> **PROMPT**:
The lines to be copied are those below that contain "Schemas".

MATERIAL PROVIDED: Begin

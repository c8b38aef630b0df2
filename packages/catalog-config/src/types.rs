use serde::Deserialize;

#[derive(Debug, Deserialize)]
pub struct Config {
	pub service: Service,
	pub storage: Storage,
	#[serde(default)]
	pub schemas: Schemas,
	pub marketplace: Marketplace,
}

#[derive(Debug, Deserialize)]
pub struct Service {
	pub log_level: String,
}

#[derive(Debug, Deserialize)]
pub struct Storage {
	pub postgres: Postgres,
}

#[derive(Debug, Deserialize)]
pub struct Postgres {
	pub dsn: String,
	pub pool_max_conns: u32,
}

/// Physical schema names the compiled statements are qualified with.
///
/// Each value is spliced into SQL text, so `validate` only accepts plain identifiers.
#[derive(Debug, Deserialize, Clone, PartialEq, Eq)]
pub struct Schemas {
	/// Indexed marketplace data: items, nfts, orders, metadata, accounts, land, ENS.
	#[serde(default = "default_marketplace_schema")]
	pub marketplace: String,
	/// Curator data: utility descriptions and curated tags.
	#[serde(default = "default_builder_server_schema")]
	pub builder_server: String,
	/// Off-chain trade ledger written by the API.
	#[serde(default = "default_trades_schema")]
	pub trades: String,
	/// On-chain trade settlement and signature indexes.
	#[serde(default = "default_squid_trades_schema")]
	pub squid_trades: String,
}
impl Default for Schemas {
	fn default() -> Self {
		Self {
			marketplace: default_marketplace_schema(),
			builder_server: default_builder_server_schema(),
			trades: default_trades_schema(),
			squid_trades: default_squid_trades_schema(),
		}
	}
}

#[derive(Debug, Deserialize, Clone, PartialEq, Eq)]
pub struct Marketplace {
	/// Off-chain marketplace contract on Ethereum.
	pub ethereum_offchain_marketplace: String,
	/// Off-chain marketplace contract on Polygon.
	pub polygon_offchain_marketplace: String,
}
impl Marketplace {
	pub fn offchain_marketplaces(&self) -> Vec<String> {
		vec![
			self.ethereum_offchain_marketplace.to_lowercase(),
			self.polygon_offchain_marketplace.to_lowercase(),
		]
	}
}

fn default_marketplace_schema() -> String {
	"squid_marketplace".to_string()
}

fn default_builder_server_schema() -> String {
	"builder_server".to_string()
}

fn default_trades_schema() -> String {
	"marketplace".to_string()
}

fn default_squid_trades_schema() -> String {
	"squid_trades".to_string()
}
pub mod db;
pub mod executor;
pub mod models;

mod error;

pub use error::Error;

pub type Result<T, E = Error> = std::result::Result<T, E>;
//! Runs compiled statements against Postgres.
//!
//! Segments are replayed onto a [`QueryBuilder`], which numbers placeholders in the same text order
//! the compiler rendered them in.

use std::time::{Duration, Instant};

use serde_json::Value;
use sqlx::{Postgres, QueryBuilder};

use catalog_query::{Segment, SqlParam, Statement};

use crate::{
	Error, Result,
	db::Db,
	models::{Page, SearchCandidate},
};

/// Window-count column of catalog statements.
pub const CATALOG_TOTAL_COLUMN: &str = "total_rows";
/// Window-count column of NFT statements.
pub const NFT_TOTAL_COLUMN: &str = "count";

/// Appends the statement's text and binds onto `builder`.
pub fn push_statement(builder: &mut QueryBuilder<'static, Postgres>, statement: &Statement) {
	for segment in statement.segments() {
		match segment {
			Segment::Sql(text) => {
				builder.push(text);
			},
			Segment::Param(SqlParam::Text(value)) => {
				builder.push_bind(value.clone());
			},
			Segment::Param(SqlParam::TextArray(values)) => {
				builder.push_bind(values.clone());
			},
			Segment::Param(SqlParam::Bool(value)) => {
				builder.push_bind(*value);
			},
			Segment::Param(SqlParam::Int(value)) => {
				builder.push_bind(*value);
			},
		}
	}
}

/// Wraps the statement so each row comes back as one JSON object, keeping the statement's order.
pub fn json_rows_builder(statement: &Statement) -> Result<QueryBuilder<'static, Postgres>> {
	ensure_not_empty(statement)?;

	let mut builder = QueryBuilder::new("SELECT to_jsonb(catalog_rows) AS row FROM (\n");

	push_statement(&mut builder, statement);
	builder.push("\n) AS catalog_rows");

	Ok(builder)
}

pub async fn fetch_json_rows(db: &Db, statement: &Statement) -> Result<Vec<Value>> {
	let started = Instant::now();
	let mut builder = json_rows_builder(statement)?;
	let rows: Vec<Value> = builder.build_query_scalar().fetch_all(&db.pool).await?;

	tracing::info!(
		rows = rows.len(),
		params = statement.params().len(),
		elapsed_ms = elapsed_ms(started.elapsed()),
		"Fetched rows."
	);

	Ok(rows)
}

/// Fetches a page and reads the total from `total_column` of its first row.
pub async fn fetch_page(db: &Db, statement: &Statement, total_column: &str) -> Result<Page> {
	let rows = fetch_json_rows(db, statement).await?;
	let total = page_total(&rows, total_column)?;

	Ok(Page { rows, total })
}

pub async fn fetch_search_candidates(
	db: &Db,
	statement: &Statement,
) -> Result<Vec<SearchCandidate>> {
	ensure_not_empty(statement)?;

	let started = Instant::now();
	let mut builder = QueryBuilder::new("");

	push_statement(&mut builder, statement);

	let candidates: Vec<SearchCandidate> = builder.build_query_as().fetch_all(&db.pool).await?;

	tracing::info!(
		candidates = candidates.len(),
		elapsed_ms = elapsed_ms(started.elapsed()),
		"Fetched search candidates."
	);

	Ok(candidates)
}

/// Whole milliseconds, saturating at `u64::MAX`.
pub fn elapsed_ms(elapsed: Duration) -> u64 {
	u64::try_from(elapsed.as_millis()).unwrap_or(u64::MAX)
}

/// Total rows across all pages; zero for an empty page.
pub fn page_total(rows: &[Value], total_column: &str) -> Result<i64> {
	let Some(first) = rows.first() else {
		return Ok(0);
	};

	match first.get(total_column) {
		Some(Value::Number(number)) => number.as_i64().ok_or_else(|| Error::Decode {
			column: total_column.to_string(),
			message: format!("{number} is not an integer."),
		}),
		Some(other) => Err(Error::Decode {
			column: total_column.to_string(),
			message: format!("Expected a number, got {other}."),
		}),
		None => Err(Error::Decode {
			column: total_column.to_string(),
			message: "Column is missing from the row.".to_string(),
		}),
	}
}

fn ensure_not_empty(statement: &Statement) -> Result<()> {
	if statement.sql().trim().is_empty() {
		return Err(Error::InvalidArgument("Statement has no SQL text.".to_string()));
	}

	Ok(())
}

MATERIAL PROVIDED: End

> **EXPECTED OUTPUT**:
	pub schemas: Schemas,
pub struct Schemas {
impl Default for Schemas {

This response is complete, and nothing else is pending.